__TASK PROMPT__.
Wherever the string "previous" appears in a line of the listing below, report that line.

__EXTRACTED DATA__.
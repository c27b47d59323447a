use crate::{
    bytes::lex,
    client::Client,
    command::{Arity, Command, CommandKind, CommandResult, Keys},
    db::SortedSet,
    geo,
    reply::{Reply, ReplyError},
    store::Store,
};
use bytes::Bytes;
use logos::Logos;
use ordered_float::NotNan;

/// A 52-bit cell id is stored as the member's sorted-set score.
#[allow(clippy::cast_precision_loss)]
fn bits_to_score(bits: u64) -> f64 {
    bits as f64
}

#[allow(clippy::cast_possible_truncation, clippy::cast_sign_loss)]
fn score_to_bits(score: f64) -> u64 {
    score as u64
}

fn unit_scale(unit: &[u8]) -> Result<f64, ReplyError> {
    if unit.eq_ignore_ascii_case(b"m") {
        Ok(1.0)
    } else if unit.eq_ignore_ascii_case(b"km") {
        Ok(1000.0)
    } else if unit.eq_ignore_ascii_case(b"mi") {
        Ok(1609.34)
    } else if unit.eq_ignore_ascii_case(b"ft") {
        Ok(0.3048)
    } else {
        Err(ReplyError::Unit)
    }
}

#[derive(Clone, Copy, Debug, Eq, Hash, Logos, PartialEq)]
enum GeoaddOption {
    #[regex(b"(?i:ch)")]
    Ch,

    #[regex(b"(?i:nx)")]
    Nx,

    #[regex(b"(?i:xx)")]
    Xx,
}

pub static GEOADD: Command = Command {
    kind: CommandKind::Geoadd,
    name: "geoadd",
    arity: Arity::Minimum(5),
    run: geoadd,
    keys: Keys::Single,
    readonly: false,
    admin: false,
    noscript: false,
    pubsub: false,
    write: true,
};

fn geoadd(client: &mut Client, store: &Store) -> CommandResult {
    let key = client.request.pop()?;

    let mut nx = false;
    let mut xx = false;
    let mut ch = false;
    while let Some(peeked) = client.request.peek() {
        match lex(&peeked[..]) {
            Some(GeoaddOption::Nx) => nx = true,
            Some(GeoaddOption::Xx) => xx = true,
            Some(GeoaddOption::Ch) => ch = true,
            None => break,
        }
        client.request.try_pop();
    }
    if nx && xx {
        return Err(ReplyError::XxAndNx.into());
    }

    if client.request.remaining() % 3 != 0 || client.request.is_empty() {
        return Err(client.request.wrong_arguments().into());
    }

    let mut triples = Vec::new();
    while !client.request.is_empty() {
        let longitude = client.request.f64()?;
        let latitude = client.request.f64()?;
        let member = client.request.pop()?;
        let bits = geo::encode(longitude, latitude)
            .ok_or(ReplyError::GeoPair(longitude, latitude))?;
        triples.push((bits, member));
    }

    let mut db = store.db(client.db)?.write();
    let set = db.sorted_set_or_default(&key)?;

    let mut added = 0;
    let mut changed = 0;
    for (bits, member) in triples {
        let exists = set.contains(&member);
        if (nx && exists) || (xx && !exists) {
            continue;
        }
        let score = bits_to_score(bits);
        let previous = set.score(&member);
        let inserted = set.insert(
            NotNan::new(score).expect("cell ids are finite"),
            member,
        );
        if inserted {
            added += 1;
        } else if previous != Some(score) {
            // An unchanged position counts neither as added nor changed.
            changed += 1;
        }
    }

    db.touch(&key);
    drop(db);
    client.reply(if ch { added + changed } else { added });
    Ok(())
}

pub static GEOPOS: Command = Command {
    kind: CommandKind::Geopos,
    name: "geopos",
    arity: Arity::Minimum(2),
    run: geopos,
    keys: Keys::Single,
    readonly: true,
    admin: false,
    noscript: false,
    pubsub: false,
    write: false,
};

fn geopos(client: &mut Client, store: &Store) -> CommandResult {
    let key = client.request.pop()?;
    let members: Vec<_> = client.request.iter().collect();

    let db = store.db(client.db)?.read();
    let set = db.get_sorted_set(&key)?;
    let positions: Vec<Option<(f64, f64)>> = members
        .iter()
        .map(|member| {
            set.and_then(|set| set.score(member))
                .map(|score| geo::decode(score_to_bits(score)))
        })
        .collect();
    drop(db);

    client.reply(Reply::Array(positions.len()));
    for position in positions {
        match position {
            Some((longitude, latitude)) => {
                client.reply(Reply::Array(2));
                client.reply(Reply::Bulk(format!("{longitude:.17}").into()));
                client.reply(Reply::Bulk(format!("{latitude:.17}").into()));
            }
            None => client.reply(Reply::Nil),
        }
    }
    Ok(())
}

pub static GEODIST: Command = Command {
    kind: CommandKind::Geodist,
    name: "geodist",
    arity: Arity::Minimum(4),
    run: geodist,
    keys: Keys::Single,
    readonly: true,
    admin: false,
    noscript: false,
    pubsub: false,
    write: false,
};

fn geodist(client: &mut Client, store: &Store) -> CommandResult {
    let key = client.request.pop()?;
    let first = client.request.pop()?;
    let second = client.request.pop()?;
    let scale = match client.request.try_pop() {
        Some(unit) => unit_scale(&unit)?,
        None => 1.0,
    };

    let db = store.db(client.db)?.read();
    let set = db.get_sorted_set(&key)?;
    let pair = set.and_then(|set| {
        let a = set.score(&first)?;
        let b = set.score(&second)?;
        Some((a, b))
    });
    drop(db);

    match pair {
        Some((a, b)) => {
            let (lon1, lat1) = geo::decode(score_to_bits(a));
            let (lon2, lat2) = geo::decode(score_to_bits(b));
            let meters = geo::distance(lon1, lat1, lon2, lat2);
            client.reply(Reply::Bulk(format!("{:.4}", meters / scale).into()));
        }
        None => client.reply(Reply::Nil),
    }
    Ok(())
}

pub static GEOHASH: Command = Command {
    kind: CommandKind::Geohash,
    name: "geohash",
    arity: Arity::Minimum(2),
    run: geohash,
    keys: Keys::Single,
    readonly: true,
    admin: false,
    noscript: false,
    pubsub: false,
    write: false,
};

fn geohash(client: &mut Client, store: &Store) -> CommandResult {
    let key = client.request.pop()?;
    let members: Vec<_> = client.request.iter().collect();

    let db = store.db(client.db)?.read();
    let set = db.get_sorted_set(&key)?;
    let hashes: Vec<Option<String>> = members
        .iter()
        .map(|member| {
            set.and_then(|set| set.score(member)).map(|score| {
                let (longitude, latitude) = geo::decode(score_to_bits(score));
                geo::geohash(longitude, latitude)
            })
        })
        .collect();
    drop(db);

    client.reply(Reply::Array(hashes.len()));
    for hash in hashes {
        match hash {
            Some(hash) => client.reply(Reply::Bulk(hash.into())),
            None => client.reply(Reply::Nil),
        }
    }
    Ok(())
}

#[derive(Debug, Default)]
struct RadiusOptions {
    withcoord: bool,
    withdist: bool,
    withhash: bool,
    count: Option<usize>,
    descending: bool,
    store: Option<Bytes>,
    storedist: Option<Bytes>,
}

fn radius_options(client: &mut Client) -> Result<RadiusOptions, ReplyError> {
    let mut options = RadiusOptions::default();

    while let Some(option) = client.request.try_pop() {
        if option.eq_ignore_ascii_case(b"withcoord") {
            options.withcoord = true;
        } else if option.eq_ignore_ascii_case(b"withdist") {
            options.withdist = true;
        } else if option.eq_ignore_ascii_case(b"withhash") {
            options.withhash = true;
        } else if option.eq_ignore_ascii_case(b"count") {
            let count = client.request.usize()?;
            if count == 0 {
                return Err(ReplyError::Syntax);
            }
            options.count = Some(count);
        } else if option.eq_ignore_ascii_case(b"asc") {
            options.descending = false;
        } else if option.eq_ignore_ascii_case(b"desc") {
            options.descending = true;
        } else if option.eq_ignore_ascii_case(b"store") {
            options.store = Some(client.request.pop()?);
        } else if option.eq_ignore_ascii_case(b"storedist") {
            options.storedist = Some(client.request.pop()?);
        } else {
            return Err(ReplyError::Syntax);
        }
    }

    let storing = options.store.is_some() || options.storedist.is_some();
    if storing && (options.withcoord || options.withdist || options.withhash) {
        return Err(ReplyError::Syntax);
    }

    Ok(options)
}

pub static GEORADIUS: Command = Command {
    kind: CommandKind::Georadius,
    name: "georadius",
    arity: Arity::Minimum(6),
    run: georadius,
    keys: Keys::Single,
    readonly: false,
    admin: false,
    noscript: false,
    pubsub: false,
    write: true,
};

fn georadius(client: &mut Client, store: &Store) -> CommandResult {
    let key = client.request.pop()?;
    let longitude = client.request.f64()?;
    let latitude = client.request.f64()?;
    if geo::encode(longitude, latitude).is_none() {
        return Err(ReplyError::GeoPair(longitude, latitude).into());
    }
    radius_search(client, store, key, longitude, latitude)
}

pub static GEORADIUSBYMEMBER: Command = Command {
    kind: CommandKind::Georadiusbymember,
    name: "georadiusbymember",
    arity: Arity::Minimum(5),
    run: georadiusbymember,
    keys: Keys::Single,
    readonly: false,
    admin: false,
    noscript: false,
    pubsub: false,
    write: true,
};

fn georadiusbymember(client: &mut Client, store: &Store) -> CommandResult {
    let key = client.request.pop()?;
    let member = client.request.pop()?;

    let db = store.db(client.db)?.read();
    let score = db
        .get_sorted_set(&key)?
        .and_then(|set| set.score(&member))
        .ok_or(ReplyError::NoSuchKey)?;
    drop(db);

    let (longitude, latitude) = geo::decode(score_to_bits(score));
    radius_search(client, store, key, longitude, latitude)
}

fn radius_search(
    client: &mut Client,
    store: &Store,
    key: Bytes,
    longitude: f64,
    latitude: f64,
) -> CommandResult {
    let radius = client.request.f64()?;
    let scale = unit_scale(&client.request.pop()?)?;
    let radius_m = radius * scale;
    let options = radius_options(client)?;

    let mut db = store.db(client.db)?.write();

    // Brute force: decode every member and filter by distance.
    let mut hits: Vec<(Bytes, f64, u64)> = Vec::new();
    if let Some(set) = db.get_sorted_set(&key)? {
        for (score, member) in set.iter() {
            let bits = score_to_bits(score);
            let (lon, lat) = geo::decode(bits);
            let meters = geo::distance(longitude, latitude, lon, lat);
            if meters <= radius_m {
                hits.push((member.clone(), meters, bits));
            }
        }
    }

    hits.sort_by(|a, b| a.1.partial_cmp(&b.1).unwrap_or(std::cmp::Ordering::Equal));
    if options.descending {
        hits.reverse();
    }
    if let Some(count) = options.count {
        hits.truncate(count);
    }

    if let Some(destination) = options.store.clone().or_else(|| options.storedist.clone()) {
        let by_distance = options.storedist.is_some();
        let mut result = SortedSet::default();
        for (member, meters, bits) in &hits {
            let score = if by_distance {
                *meters / scale
            } else {
                bits_to_score(*bits)
            };
            if let Ok(score) = NotNan::new(score) {
                result.insert(score, member.clone());
            }
        }
        let len = result.len();
        if result.is_empty() {
            db.remove(&destination);
        } else {
            db.set(&destination, result.into());
        }
        drop(db);
        client.reply(len);
        return Ok(());
    }
    drop(db);

    let plain = !options.withcoord && !options.withdist && !options.withhash;
    client.reply(Reply::Array(hits.len()));
    for (member, meters, bits) in hits {
        if plain {
            client.reply(Reply::Bulk(member));
            continue;
        }

        let mut parts = 1;
        parts += usize::from(options.withdist);
        parts += usize::from(options.withhash);
        parts += usize::from(options.withcoord);
        client.reply(Reply::Array(parts));
        client.reply(Reply::Bulk(member));
        if options.withdist {
            client.reply(Reply::Bulk(format!("{:.4}", meters / scale).into()));
        }
        if options.withhash {
            client.reply(i64::try_from(bits).unwrap_or(i64::MAX));
        }
        if options.withcoord {
            let (lon, lat) = geo::decode(bits);
            client.reply(Reply::Array(2));
            client.reply(Reply::Bulk(format!("{lon:.17}").into()));
            client.reply(Reply::Bulk(format!("{lat:.17}").into()));
        }
    }
    Ok(())
}

#[cfg(test)]
mod tests {
    use super::*;

    #[test]
    fn scores_roundtrip_cell_ids() {
        let bits = geo::encode(13.361_389, 38.115_556).unwrap();
        assert_eq!(score_to_bits(bits_to_score(bits)), bits);
    }

    #[test]
    fn units() {
        assert_eq!(unit_scale(b"m").unwrap(), 1.0);
        assert_eq!(unit_scale(b"KM").unwrap(), 1000.0);
        assert!(unit_scale(b"furlongs").is_err());
    }
}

__ANSWER TO THIS PROBLEM__.
        let previous = set.score(&member);
        } else if previous != Some(score) {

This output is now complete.